This project is an end-to-end machine learning web application built with Streamlit to analyze and predict student academic performance. Using the xAPI-Edu-Data dataset, the app identifies key behavioral factors (such as class participation and resource visitation) that influence student grades. It combines unsupervised learning for student segmentation with supervised learning for grade prediction.
- Framework: Streamlit (for web app interface)
- Data Analysis: Pandas, NumPy
- Visualization: Plotly, Seaborn, Matplotlib
- Machine Learning: Scikit-learn (Decision Tree, Random Forest, K-Means, PCA)
- Statistical Analysis: Statsmodels (VIF for feature selection)

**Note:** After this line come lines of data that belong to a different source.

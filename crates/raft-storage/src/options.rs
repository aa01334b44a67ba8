//! # options
//!
//! why: collect the toggles storage backends read once at startup
//! relations: handed to registry prototypes, copied into every new instance
//! what: StorageOptions with defaults, environment and json loaders

use serde::Deserialize;
use std::env;
use std::str::FromStr;
use tracing::warn;

use crate::error::Result;

/// Storage configuration
#[derive(Debug, Clone, PartialEq, Eq, Deserialize)]
#[serde(default)]
pub struct StorageOptions {
    /// Flush log appends to durable media before returning
    pub sync: bool,
    /// Flush log meta and snapshot meta; stable state is always flushed
    pub sync_meta: bool,
    /// Create missing parent directories for file-backed stores
    pub create_parent_directories: bool,
    /// Size at which the local log store starts a new segment
    pub max_segment_size: u64,
    /// Bytes requested per read while copying a remote snapshot
    pub copy_chunk_size: u64,
}

impl Default for StorageOptions {
    fn default() -> Self {
        Self {
            sync: true,
            sync_meta: false,
            create_parent_directories: true,
            max_segment_size: 8 * 1024 * 1024,
            copy_chunk_size: 128 * 1024,
        }
    }
}

impl StorageOptions {
    /// Defaults overridden by `RAFT_SYNC`, `RAFT_SYNC_META`,
    /// `RAFT_CREATE_PARENT_DIRECTORIES`, `RAFT_MAX_SEGMENT_SIZE` and
    /// `RAFT_COPY_CHUNK_SIZE`.
    pub fn from_env() -> Self {
        let mut options = Self::default();
        override_from_env("RAFT_SYNC", &mut options.sync, parse_bool);
        override_from_env("RAFT_SYNC_META", &mut options.sync_meta, parse_bool);
        override_from_env(
            "RAFT_CREATE_PARENT_DIRECTORIES",
            &mut options.create_parent_directories,
            parse_bool,
        );
        override_from_env("RAFT_MAX_SEGMENT_SIZE", &mut options.max_segment_size, parse_number);
        override_from_env("RAFT_COPY_CHUNK_SIZE", &mut options.copy_chunk_size, parse_number);
        options
    }

    /// Parse options from a json document; missing keys keep their default
    pub fn from_json(json: &str) -> Result<Self> {
        Ok(serde_json::from_str(json)?)
    }
}

fn override_from_env<T>(name: &str, slot: &mut T, parse: fn(&str) -> Option<T>) {
    let Ok(raw) = env::var(name) else {
        return;
    };
    match parse(raw.trim()) {
        Some(value) => *slot = value,
        None => warn!(variable = name, value = %raw, "ignoring unparsable storage option"),
    }
}

fn parse_bool(raw: &str) -> Option<bool> {
    match raw.to_ascii_lowercase().as_str() {
        "1" | "true" | "yes" | "on" => Some(true),
        "0" | "false" | "no" | "off" => Some(false),
        _ => None,
    }
}

fn parse_number<T: FromStr>(raw: &str) -> Option<T> {
    raw.parse().ok()
}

- Interactive Data Exploration (EDA):
- Real-time visualization of feature distributions (Histograms, Boxplots) and correlations.
- Automated handling of missing values and outlier detection/capping.
- Feature Engineering:
- Applied Variance Inflation Factor (VIF) analysis to remove multicollinear features.
- Encoded categorical variables using One-Hot and Label Encoding.
- Unsupervised Learning (Clustering):
- Implemented K-Means Clustering to group students based on behavioral patterns.
- Utilized PCA (Principal Component Analysis) for dimensionality reduction and 2D visualization of clusters.
- Predictive Modeling:
- Trained Decision Tree and Random Forest classifiers to predict student grades (Class L, M, H).
- Evaluated models using Accuracy, Classification Reports, and Confusion Matrices.
pip install -r requirements.txt
streamlit run app.py